(Collected data entries)

####

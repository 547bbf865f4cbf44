//! Fusion engine: combines the two model outputs into one verdict.

use sentilens_core::{
    truncate_with_ellipsis, AnalysisResult, ConfidenceLevel, RawScores, Sentiment,
};

use crate::types::PlainText;

/// Compound score at or beyond which the valence model alone decides.
pub const COMPOUND_THRESHOLD: f64 = 0.05;
/// Polarity strictly beyond which the polarity model alone decides.
pub const POLARITY_THRESHOLD: f64 = 0.1;
pub const HIGH_CONFIDENCE: f64 = 0.5;
pub const MEDIUM_CONFIDENCE: f64 = 0.2;
/// Characters of source text kept in [`AnalysisResult::text_preview`].
pub const PREVIEW_CHARS: usize = 500;

/// Label the scores. Positive is checked first, so a positive polarity
/// outranks a negative compound and vice versa.
#[must_use]
pub fn classify(scores: &RawScores) -> Sentiment {
    if scores.compound >= COMPOUND_THRESHOLD || scores.polarity > POLARITY_THRESHOLD {
        Sentiment::Positive
    } else if scores.compound <= -COMPOUND_THRESHOLD || scores.polarity < -POLARITY_THRESHOLD {
        Sentiment::Negative
    } else {
        Sentiment::Neutral
    }
}

/// Strength of the stronger signal, in `[0.0, 1.0]`.
#[must_use]
pub fn confidence(scores: &RawScores) -> f64 {
    scores.polarity.abs().max(scores.compound.abs())
}

#[must_use]
pub fn confidence_level(confidence: f64) -> ConfidenceLevel {
    if confidence > HIGH_CONFIDENCE {
        ConfidenceLevel::High
    } else if confidence > MEDIUM_CONFIDENCE {
        ConfidenceLevel::Medium
    } else {
        ConfidenceLevel::Low
    }
}

/// Build the final [`AnalysisResult`]. Counts use the full text; only the
/// preview is truncated.
#[must_use]
pub fn fuse(text: &PlainText, scores: RawScores) -> AnalysisResult {
    let text = text.as_str();
    AnalysisResult {
        sentiment: classify(&scores),
        confidence_level: confidence_level(confidence(&scores)),
        raw_scores: scores,
        word_count: text.split_whitespace().count(),
        char_count: text.chars().count(),
        text_preview: truncate_with_ellipsis(text, PREVIEW_CHARS),
    }
}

####

→ What this task involves: Keep to the lines above, from the first one through the line where "Strength of the" appears, and copy them exactly.

→ Task answer:
repository 547bbf865f4cbf44
//! Fusion engine: combines the two model outputs into one verdict.

use sentilens_core::{
    truncate_with_ellipsis, AnalysisResult, ConfidenceLevel, RawScores, Sentiment,
};

use crate::types::PlainText;

/// Compound score at or beyond which the valence model alone decides.
pub const COMPOUND_THRESHOLD: f64 = 0.05;
/// Polarity strictly beyond which the polarity model alone decides.
pub const POLARITY_THRESHOLD: f64 = 0.1;
pub const HIGH_CONFIDENCE: f64 = 0.5;
pub const MEDIUM_CONFIDENCE: f64 = 0.2;
/// Characters of source text kept in [`AnalysisResult::text_preview`].
pub const PREVIEW_CHARS: usize = 500;

/// Label the scores. Positive is checked first, so a positive polarity
/// outranks a negative compound and vice versa.
#[must_use]
pub fn classify(scores: &RawScores) -> Sentiment {
    if scores.compound >= COMPOUND_THRESHOLD || scores.polarity > POLARITY_THRESHOLD {
        Sentiment::Positive
    } else if scores.compound <= -COMPOUND_THRESHOLD || scores.polarity < -POLARITY_THRESHOLD {
        Sentiment::Negative
    } else {
        Sentiment::Neutral
    }
}

/// Strength of the stronger signal, in `[0.0, 1.0]`.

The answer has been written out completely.